I have a whole roster of folks I miss gaming with, too many to comfortably seat at a table for a game. I miss gaming with Jake, Amy, Ross, Christie, Brent Secondus, and a whole slough of others from the Living Greyhawk days. I’ve GMed great tables of random players at various cons around Canada and the US that I’d love to game with again. And I miss running games with Corey, Anita, Joe, Brent Secondus (again), Jason, and Laura; they were a great group to wile away a Saturday morning with.
But my current groups are pretty swell, so I’m not really pining for past players too much. I think that’s part of what makes tabletop role-playing so special; you never really know how long a particular group of players are going to be together. You play the best game you can with the time you have, and when it’s over the table stories enter your personal RPG mythology. So I just keep playing, and keep adding to that pantheon.
August 15: Your best source of inspiration for RPGs?
Of things inspiring my gaming right now, I’d have to say the Critical Role live-stream is right up there. I never come away from an episode less than invigorated about my hobby, and filled with ideas of things I want to try in my games. I enjoy the show most because it shows off the best of what role-playing sessions can be like. We can’t all be talented voice-actors, of course. But as players and GMs we can aspire to be as generous and open with our role-playing as the crew of Vox Machina are. Whatever else they are, the DM and players on Critical Role are a group of friends who come together every week to share a game they love. It shows in everything they do, from the actual playing to how they interact with the fans of the show. I find them inspiring, and if I can bring a fraction of what they have to any table I’m at, I count myself ahead of the game.
August 16: Historical person you’d like in your group? What game?
Depending on your definition of historical, my first response is Gary Gygax. I’ve never met the man, but I’ve read his work and entered the hobby with the game he helped create. I have no illusions that he’s some larger than life figure, with no flaws except for creating the THAC0 system; I know he was just a man. But that’s why I’d want to game with him, I want to meet the man behind the myth, warts and all. I think that would be a great time, whether we got along or not. And we’d play D&D, naturally. Probably Advanced Dungeons & Dragons, but maybe I’d see what he thought of 5e.
August 17: What fictional character would best fit in your group?
I have several groups, so this is tough. For my long-running pathfinder group, the Thursday (now Monday) Knights, I think we need someone hack-and-slash so I’m going to say Canadian privateer Enos Collins; arguably one of the most successful privateers in Canadian history, when he died he was the richest man in Canada. For my Council of Thieves group, I’m going to go with Julie d’Aubigny, a famous 17th century swordswoman and opera singer. Swashing buckles and singing arias, I think she’d fit right in. For my first D&D group, I’m going to say we need some leadership with a touch of scoundrel, so let’s add English pirate Mary Read to the mix. that will stir the pot nicely.

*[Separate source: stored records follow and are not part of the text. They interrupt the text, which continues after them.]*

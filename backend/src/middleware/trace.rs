//! Tracing middleware attaching a request-scoped trace identifier.
//!
//! Each request runs inside [`TraceId::scope`], so domain errors raised while
//! handling it carry the identifier, and the response echoes it in the
//! `trace-id` header.

use std::task::{Context, Poll};

use actix_web::Error;
use actix_web::dev::{Service, ServiceRequest, ServiceResponse, Transform};
use actix_web::http::header::{HeaderName, HeaderValue};
use futures_util::future::{LocalBoxFuture, Ready, ready};
use tracing::{debug, error};

use crate::domain::{TRACE_ID_HEADER, TraceId};

/// Tracing middleware. Handlers read the identifier via [`TraceId::current`].
///
/// # Examples
/// ```
/// use actix_web::App;
/// use yardline::Trace;
///
/// let app = App::new().wrap(Trace);
/// ```
#[derive(Clone)]
pub struct Trace;

impl<S, B> Transform<S, ServiceRequest> for Trace
where
    S: Service<ServiceRequest, Response = ServiceResponse<B>, Error = Error> + 'static,
    S::Future: 'static,
    B: 'static,
{
    type Response = ServiceResponse<B>;
    type Error = Error;
    type InitError = ();
    type Transform = TraceMiddleware<S>;
    type Future = Ready<Result<Self::Transform, Self::InitError>>;

    fn new_transform(&self, service: S) -> Self::Future {
        ready(Ok(TraceMiddleware { service }))
    }
}

/// Service wrapper produced by [`Trace`].
pub struct TraceMiddleware<S> {
    service: S,
}

impl<S, B> Service<ServiceRequest> for TraceMiddleware<S>
where
    S: Service<ServiceRequest, Response = ServiceResponse<B>, Error = Error> + 'static,
    S::Future: 'static,
    B: 'static,
{
    type Response = ServiceResponse<B>;
    type Error = Error;
    type Future = LocalBoxFuture<'static, Result<Self::Response, Self::Error>>;

    fn poll_ready(&self, cx: &mut Context<'_>) -> Poll<Result<(), Self::Error>> {
        self.service.poll_ready(cx)
    }

    fn call(&self, req: ServiceRequest) -> Self::Future {
        let trace_id = TraceId::generate();
        let method = req.method().clone();
        let path = req.path().to_owned();
        let fut = TraceId::scope(trace_id, self.service.call(req));
        Box::pin(async move {
            let mut res = fut.await?;
            debug!(
                trace_id = %trace_id,
                %method,
                path,
                status = res.status().as_u16(),
                "request handled"
            );
            match HeaderValue::from_str(&trace_id.to_string()) {
                Ok(value) => {
                    res.response_mut()
                        .headers_mut()
                        .insert(HeaderName::from_static(TRACE_ID_HEADER), value);
                }
                Err(error) => {
                    error!(
                        %error,
                        trace_id = %trace_id,
                        "failed to encode trace identifier header"
                    );
                }
            }
            Ok(res)
        })
    }
}

#[cfg(test)]
mod tests {
    use super::*;
    use actix_web::{App, HttpResponse, test, web};

    use crate::domain::{ApiResult, Error as DomainError};

    async fn call_with_trace<F, Fut, Res>(
        handler: F,
    ) -> (
        actix_web::dev::ServiceResponse<actix_web::body::BoxBody>,
        String,
    )
    where
        F: Fn() -> Fut + Clone + 'static,
        Fut: std::future::Future<Output = Res> + 'static,
        Res: actix_web::Responder + 'static,
    {
        let app =
            test::init_service(App::new().wrap(Trace).route("/", web::get().to(handler))).await;
        let res = test::call_service(&app, test::TestRequest::get().uri("/").to_request()).await;
        let trace_id = res
            .headers()
            .get(TRACE_ID_HEADER)
            .expect("trace id header")
            .to_str()
            .expect("header is ascii")
            .to_owned();
        (res, trace_id)
    }

    #[actix_web::test]
    async fn exposes_trace_id_in_handler() {
        let (res, trace_id) = call_with_trace(|| async move {
            let id = TraceId::current().expect("trace id in scope");
            HttpResponse::Ok().body(id.to_string())
        })
        .await;
        let body = test::read_body(res).await;
        assert_eq!(std::str::from_utf8(&body).expect("utf8 body"), trace_id);
    }

    #[actix_web::test]
    async fn propagates_trace_id_in_error() {
        let (res, trace_id) = call_with_trace(|| async move {
            ApiResult::<HttpResponse>::Err(DomainError::conflict("slot on hold"))
        })
        .await;
        assert_eq!(res.status(), actix_web::http::StatusCode::CONFLICT);
        let body: serde_json::Value = test::read_body_json(res).await;
        assert_eq!(body["traceId"], trace_id.as_str());
    }
}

I’ll have to think further for my other groups. I’ll update as they come to me.
August 18: What innovation could RPG groups benefit most from?
Even if your group is able to meet face-to-face, I think virtual tabletops like Roll20 are a great benefit to any gaming group. If your groups are like mine, many of your players are using laptops and pads during the game anyway. If everyone is logged in to a virtual tabletop, you have the ability to tailor the play experience for each player. Instead of passing a note which draws attention from the other players, for instance, you can just IM a player inside the tabletop and pass information that way. That way, things that player notices will actually surprise the other players when they make themselves known. The tabletop can also be used to display pictures and graphics to your players all at once, and to keep a bank of those images for reference later. And if they have the funcionality, the virtual tabletop can store character information for use by the GM out of game, or when the player forgets their character sheet. GMs can also implement changes to a character in the program, making book-keeping easier for the players. All this, besides the benefit of allowing folks who might not be able to get a group together in person, the chance to take part in the hobby.